CD34 is a transmembrane phosphoglycoprotein protein encoded by the CD34 gene in humans, mice, rats and other species.

CD34 derives its name from the cluster of differentiation protocol that identifies cell surface antigens. CD34 was first described on hematopoietic stem cells independently by Civin et al. and Tindle et al. as a cell surface glycoprotein and functions as a cell-cell adhesion factor. It may also mediate the attachment of hematopoietic stem cells to bone marrow extracellular matrix or directly to stromal cells. Clinically, it is associated with the selection and enrichment of hematopoietic stem cells for bone marrow transplants. Due to these historical and clinical associations, CD34 expression is almost ubiquitously related to hematopoietic cells; however, it is actually found on many other cell types as well.

Function 

The CD34 protein is a member of a family of single-pass transmembrane sialomucin proteins that show expression on early haematopoietic and vascular-associated progenitor cells. However, little is known about its exact function.

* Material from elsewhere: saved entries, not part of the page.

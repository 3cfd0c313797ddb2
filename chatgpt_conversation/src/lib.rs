#![warn(
    clippy::all,
    clippy::nursery,
    clippy::pedantic,
    clippy::style,
    clippy::complexity,
    clippy::perf,
    clippy::correctness,
    clippy::suspicious,
    clippy::unwrap_used,
    clippy::expect_used
)]
#![allow(
    clippy::similar_names,
    clippy::missing_safety_doc,
    clippy::missing_panics_doc,
    clippy::missing_errors_doc
)]

//! Conversation state that survives between invocations.
//!
//! # Key Features
//! - JSON history file replaced atomically on every save
//! - Turn-count trimming with an optional pinned system turn
//! - Rollback of the user turn when a request fails
//! - Interactive loop with `exit` and `/reset` commands

mod controller;
mod history;
mod repl;
mod store;

pub use controller::{SessionController, TurnError};
pub use history::TrimPolicy;
pub use repl::{RESET_DONE, Repl, ReplCommand, WELCOME};
pub use store::{HistoryError, HistoryStore};
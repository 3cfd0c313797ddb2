use std::fmt::Display;
use std::time::Duration;
use tokio::time::sleep;
use tracing::warn;

/// Retry an async operation following a fixed delay schedule.
///
/// # Arguments
/// * `operation` - The async operation to retry
/// * `delays` - Wait before each retry; `delays.len() + 1` attempts at most
/// * `should_retry` - Errors it rejects are returned immediately
///
/// # Returns
/// The first success, or the error of the last attempt made
pub async fn retry_with_backoff<F, Fut, T, E, P>(
    mut operation: F,
    delays: &[Duration],
    should_retry: P,
) -> Result<T, E>
where
    F: FnMut() -> Fut,
    Fut: std::future::Future<Output = Result<T, E>>,
    E: Display,
    P: Fn(&E) -> bool,
{
    let total = delays.len() + 1;
    let mut attempt = 0;

    loop {
        attempt += 1;
        match operation().await {
            Ok(result) => return Ok(result),
            Err(e) => {
                let Some(delay) = delays.get(attempt - 1) else {
                    return Err(e);
                };
                if !should_retry(&e) {
                    return Err(e);
                }
                warn!(
                    "Request failed (attempt {attempt}/{total}): {e}. Retrying after {}s...",
                    delay.as_secs_f32()
                );
                sleep(*delay).await;
            }
        }
    }
}
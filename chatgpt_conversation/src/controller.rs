//! One request/response cycle per call.
//!
//! The controller owns the in-memory history; the shell only ever goes
//! through it, so `/reset` and normal turns see the same state.

use chatgpt_core::{CompletionClient, CompletionError, Turn};
use chatgpt_providers::retry_with_backoff;
use std::time::Duration;
use thiserror::Error;
use tracing::{debug, info, warn};

use crate::store::{HistoryError, HistoryStore};

/// A turn that produced no reply. `Display` is the message shown to the user.
#[derive(Debug, Error)]
pub enum TurnError {
    #[error(
        "Rate limit reached: {message}. Wait a moment and try again, or check your plan and usage limits."
    )]
    RateLimit { message: String },

    #[error("Network error: {0}. Check your connection and try again.")]
    Network(String),

    #[error("The API rejected the request (HTTP {status}): {message}")]
    Api { status: u16, message: String },

    #[error("Unexpected response from the API: {0}")]
    MalformedResponse(String),

    #[error("Nothing to send: the message is empty")]
    EmptyInput,

    #[error(transparent)]
    History(#[from] HistoryError),
}

impl From<CompletionError> for TurnError {
    fn from(e: CompletionError) -> Self {
        match e {
            CompletionError::RateLimit { message } => Self::RateLimit { message },
            CompletionError::Network(message) => Self::Network(message),
            CompletionError::Api { status, message } => Self::Api { status, message },
            CompletionError::MalformedResponse(message) => Self::MalformedResponse(message),
        }
    }
}

pub struct SessionController<C> {
    client: C,
    store: HistoryStore,
    history: Vec<Turn>,
    retry_delays: Vec<Duration>,
}

impl<C> SessionController<C>
where
    C: CompletionClient,
{
    /// Load the stored history and get ready for the first turn.
    pub fn new(client: C, store: HistoryStore) -> Self {
        let history = store.load();
        info!(
            "Session ready: model={}, {} turns loaded",
            client.model(),
            history.len()
        );

        Self {
            client,
            store,
            history,
            retry_delays: vec![Duration::from_secs(2)],
        }
    }

    /// Set the wait before each retry of a transient failure.
    #[must_use]
    pub fn with_retry_delays(mut self, delays: Vec<Duration>) -> Self {
        self.retry_delays = delays;
        self
    }

    /// Send `user_text` with the conversation so far and record the reply.
    ///
    /// On failure the history, in memory and on disk, is left exactly as it
    /// was before the call.
    pub async fn run_turn(&mut self, user_text: &str) -> Result<String, TurnError> {
        let text = user_text.trim();
        if text.is_empty() {
            return Err(TurnError::EmptyInput);
        }

        let snapshot = self.history.clone();
        self.history.push(Turn::user(text));
        self.store.policy().apply(&mut self.history);
        debug!("Sending {} turns", self.history.len());

        let client = &self.client;
        let turns = &self.history;
        let result = retry_with_backoff(
            || client.complete(turns),
            &self.retry_delays,
            CompletionError::is_transient,
        )
        .await;

        let reply = match result {
            Ok(reply) => reply,
            Err(e) => {
                warn!("Turn failed, rolling back: {e}");
                self.history = snapshot;
                return Err(e.into());
            }
        };

        self.history.push(Turn::assistant(reply.clone()));
        self.store.policy().apply(&mut self.history);

        if let Err(e) = self.store.save(&self.history) {
            warn!("Reply received but history was not saved: {e}");
        }

        Ok(reply)
    }

    /// Clear the conversation, keeping only the pinned system turn.
    pub fn reset(&mut self) -> Result<(), TurnError> {
        self.history = self.store.reset()?;
        Ok(())
    }

    #[must_use]
    pub fn history(&self) -> &[Turn] {
        &self.history
    }

    #[must_use]
    pub const fn store(&self) -> &HistoryStore {
        &self.store
    }
}

#[cfg(test)]
mod tests {
    use super::*;
    use crate::history::TrimPolicy;
    use async_trait::async_trait;
    use std::sync::atomic::{AtomicUsize, Ordering};

    /// Fails with a network error `failures` times, then echoes the last turn.
    struct FlakyClient {
        failures: usize,
        calls: AtomicUsize,
    }

    #[async_trait]
    impl CompletionClient for FlakyClient {
        async fn complete(&self, turns: &[Turn]) -> Result<String, CompletionError> {
            let call = self.calls.fetch_add(1, Ordering::SeqCst);
            if call < self.failures {
                return Err(CompletionError::Network("connection reset".to_string()));
            }
            Ok(format!("echo: {}", turns.last().map_or("", Turn::content)))
        }

        fn model(&self) -> &str {
            "flaky"
        }
    }

    fn controller(
        dir: &tempfile::TempDir,
        failures: usize,
    ) -> SessionController<FlakyClient> {
        let store = HistoryStore::new(dir.path().join("history.json"), TrimPolicy::new(60));
        SessionController::new(
            FlakyClient {
                failures,
                calls: AtomicUsize::new(0),
            },
            store,
        )
        .with_retry_delays(vec![Duration::ZERO])
    }

    #[tokio::test]
    async fn transient_failure_is_retried_once() {
        let dir = tempfile::tempdir().unwrap();
        let mut controller = controller(&dir, 1);

        let reply = controller.run_turn("hello").await.unwrap();

        assert_eq!(reply, "echo: hello");
        assert_eq!(controller.client.calls.load(Ordering::SeqCst), 2);
    }

    #[tokio::test]
    async fn persistent_failure_rolls_back() {
        let dir = tempfile::tempdir().unwrap();
        let mut controller = controller(&dir, 5);

        let err = controller.run_turn("hello").await.unwrap_err();

        assert!(matches!(err, TurnError::Network(_)));
        assert!(controller.history().is_empty());
        assert!(!controller.store().path().exists());
    }

    #[tokio::test]
    async fn blank_input_is_rejected_without_a_call() {
        let dir = tempfile::tempdir().unwrap();
        let mut controller = controller(&dir, 0);

        let err = controller.run_turn("  \n").await.unwrap_err();

        assert!(matches!(err, TurnError::EmptyInput));
        assert_eq!(controller.client.calls.load(Ordering::SeqCst), 0);
    }

    #[test]
    fn rate_limit_message_includes_guidance() {
        let err = TurnError::from(CompletionError::RateLimit {
            message: "Too many requests".to_string(),
        });
        let rendered = err.to_string();
        assert!(rendered.contains("Too many requests"));
        assert!(rendered.contains("try again"));
    }
}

CD34 is also an important adhesion molecule and is required for T cells to enter lymph nodes. It is expressed on lymph node endothelia, whereas the L-selectin to which it binds is on the T cell.  Conversely, under other circumstances CD34 has been shown to act as molecular "Teflon" and block mast cell, eosinophil and dendritic cell precursor adhesion, and to facilitate opening of vascular lumina. Finally, recent data suggest CD34 may also play a more selective role in chemokine-dependent migration of eosinophils and dendritic cell precursors.  Regardless of its mode of action, under all circumstances CD34, and its relatives podocalyxin and endoglycan, facilitates cell migration.

Tissue distribution 

Cells expressing CD34 (CD34+ cell) are normally found in the umbilical cord and bone marrow as haematopoietic cells, or in endothelial progenitor cells, endothelial cells of blood vessels but not lymphatics (except pleural lymphatics), mast cells, a sub-population of dendritic cells (which are factor XIIIa-negative) in the interstitium and around the adnexa of dermis of skin, as well as cells in soft tissue tumors like DFSP, GIST, SFT, HPC, and to some degree in MPNSTs, etc. The presence of CD34 on non-hematopoietic cells in various tissues has been linked to progenitor and adult stem cell phenotypes.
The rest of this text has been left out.